## EXTRACTED ENTRIES
+ + + + +

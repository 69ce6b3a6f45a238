use chrono::{DateTime, NaiveDate, SecondsFormat, Utc};
use parking_lot::RwLock;
use serde::{Serialize, Deserialize};

/// Time source. Injected so roadmap and promotion logic stay deterministic.
pub trait Clock: Send + Sync {
    fn now_iso(&self) -> String;
    fn today(&self) -> NaiveDate;

    fn today_iso(&self) -> String {
        self.today().format(crate::brain::DATE_FORMAT).to_string()
    }
}

pub struct SystemClock;

impl Clock for SystemClock {
    fn now_iso(&self) -> String {
        Utc::now().to_rfc3339_opts(SecondsFormat::Millis, true)
    }

    fn today(&self) -> NaiveDate {
        Utc::now().date_naive()
    }
}

/// Settable clock for tests and replays.
pub struct FixedClock {
    now: RwLock<DateTime<Utc>>,
}

impl FixedClock {
    pub fn new(now: DateTime<Utc>) -> Self {
        FixedClock { now: RwLock::new(now) }
    }

    /// Midnight UTC on the given date.
    pub fn on(date: NaiveDate) -> Self {
        Self::new(date.and_time(chrono::NaiveTime::MIN).and_utc())
    }

    pub fn set(&self, now: DateTime<Utc>) {
        *self.now.write() = now;
    }

    pub fn advance_days(&self, days: i64) {
        let mut now = self.now.write();
        *now += chrono::Duration::days(days);
    }
}

impl Clock for FixedClock {
    fn now_iso(&self) -> String {
        self.now.read().to_rfc3339_opts(SecondsFormat::Millis, true)
    }

    fn today(&self) -> NaiveDate {
        self.now.read().date_naive()
    }
}

#[derive(Debug, Clone, Copy, PartialEq, Eq, Serialize, Deserialize)]
#[serde(rename_all = "lowercase")]
pub enum Plan {
    Free,
    Pro,
}

/// Billing collaborator. The scheduler never branches on it; it is only
/// passed through to the UI.
pub trait EntitlementProvider: Send + Sync {
    fn plan(&self) -> Plan;
}

pub struct StaticPlan(pub Plan);

impl EntitlementProvider for StaticPlan {
    fn plan(&self) -> Plan {
        self.0
    }
}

+ + + + +

## REQUIRED ACTION
Which lines in the records above contain the string "impl"? Copy them.

## ANSWER SPACE
impl Clock for SystemClock {
impl FixedClock {
impl Clock for FixedClock {
impl EntitlementProvider for StaticPlan {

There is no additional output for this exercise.